**REQUIREMENT**
Check every line of the entries that follow, and copy the ones containing "AccessDenied".

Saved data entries
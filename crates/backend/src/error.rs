use std::fmt;

/// Coarse failure category, used to pick the user-facing explanation.
#[derive(Debug, Clone, Copy, PartialEq, Eq)]
pub enum BackendErrorKind {
    /// The call did not finish within its timeout.
    Timeout,
    /// Connection, DNS, TLS, or HTTP-level failure.
    Transport,
    /// Body was not JSON or lacked an expected field.
    MalformedResponse,
    /// The backend answered with an explicit error status.
    ApplicationError,
}

impl BackendErrorKind {
    #[must_use]
    pub fn as_str(self) -> &'static str {
        match self {
            Self::Timeout => "timeout",
            Self::Transport => "transport",
            Self::MalformedResponse => "malformed_response",
            Self::ApplicationError => "application_error",
        }
    }
}

impl fmt::Display for BackendErrorKind {
    fn fmt(&self, f: &mut fmt::Formatter<'_>) -> fmt::Result {
        f.write_str(self.as_str())
    }
}

/// A failed backend call.
///
/// `message` is a short diagnostic. For [`BackendErrorKind::ApplicationError`]
/// it is the backend's own message and is safe to show to the user.
#[derive(Debug, Clone, PartialEq, Eq, thiserror::Error)]
#[error("{kind}: {message}")]
pub struct BackendError {
    pub kind: BackendErrorKind,
    pub message: String,
}

impl BackendError {
    #[must_use]
    pub fn new(kind: BackendErrorKind, message: impl Into<String>) -> Self {
        Self {
            kind,
            message: message.into(),
        }
    }

    #[must_use]
    pub fn timeout(message: impl Into<String>) -> Self {
        Self::new(BackendErrorKind::Timeout, message)
    }

    #[must_use]
    pub fn transport(message: impl Into<String>) -> Self {
        Self::new(BackendErrorKind::Transport, message)
    }

    #[must_use]
    pub fn malformed(message: impl Into<String>) -> Self {
        Self::new(BackendErrorKind::MalformedResponse, message)
    }

    #[must_use]
    pub fn application(message: impl Into<String>) -> Self {
        Self::new(BackendErrorKind::ApplicationError, message)
    }
}

impl From<reqwest::Error> for BackendError {
    fn from(err: reqwest::Error) -> Self {
        // The request URL can carry the deployment id; keep it out of messages.
        let err = err.without_url();
        let kind = if err.is_timeout() {
            BackendErrorKind::Timeout
        } else if err.is_decode() {
            BackendErrorKind::MalformedResponse
        } else {
            BackendErrorKind::Transport
        };
        Self::new(kind, err.to_string())
    }
}

pub type Result<T> = std::result::Result<T, BackendError>;
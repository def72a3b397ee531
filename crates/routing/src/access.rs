use sheetbot_common::UserId;

/// Users allowed to drive the bot. Immutable after startup.
///
/// Only numeric Telegram user ids are accepted. Usernames can be changed and
/// reclaimed by someone else, so they never grant access.
#[derive(Debug, Clone)]
pub struct AccessList {
    ids: Vec<UserId>,
}

/// Why an allowlist could not be built.
#[derive(Debug, Clone, PartialEq, Eq, thiserror::Error)]
pub enum AccessListError {
    #[error("access allowlist is empty")]
    Empty,
    #[error("allowlist entry '{entry}' is not a numeric Telegram user id")]
    NotAnId { entry: String },
}

impl AccessList {
    /// Build the list from user ids. Blank entries are skipped.
    ///
    /// An empty list is refused rather than read as "allow everyone".
    pub fn new<I, S>(entries: I) -> Result<Self, AccessListError>
    where
        I: IntoIterator<Item = S>,
        S: AsRef<str>,
    {
        let mut ids = Vec::new();
        for entry in entries {
            let entry = entry.as_ref().trim();
            if entry.is_empty() {
                continue;
            }
            if !is_user_id(entry) {
                return Err(AccessListError::NotAnId {
                    entry: entry.to_string(),
                });
            }
            ids.push(UserId::new(entry));
        }
        if ids.is_empty() {
            return Err(AccessListError::Empty);
        }
        Ok(Self { ids })
    }

    /// Pure lookup: is this user on the list?
    pub fn authorize(&self, user: &UserId) -> Result<(), AccessDenied> {
        if self.ids.contains(user) {
            Ok(())
        } else {
            Err(AccessDenied {
                user_id: user.clone(),
            })
        }
    }

    pub fn len(&self) -> usize {
        self.ids.len()
    }

    pub fn is_empty(&self) -> bool {
        self.ids.is_empty()
    }
}

/// A user not on the allowlist tried to issue a command.
#[derive(Debug, Clone, PartialEq, Eq, thiserror::Error)]
#[error("user {user_id} not on allowlist")]
pub struct AccessDenied {
    pub user_id: UserId,
}

/// Telegram user ids are positive integers.
fn is_user_id(entry: &str) -> bool {
    entry.bytes().all(|b| b.is_ascii_digit()) && entry.parse::<u64>().is_ok_and(|id| id > 0)
}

**EXPECTED OUTPUT**
    pub fn authorize(&self, user: &UserId) -> Result<(), AccessDenied> {
            Err(AccessDenied {
pub struct AccessDenied {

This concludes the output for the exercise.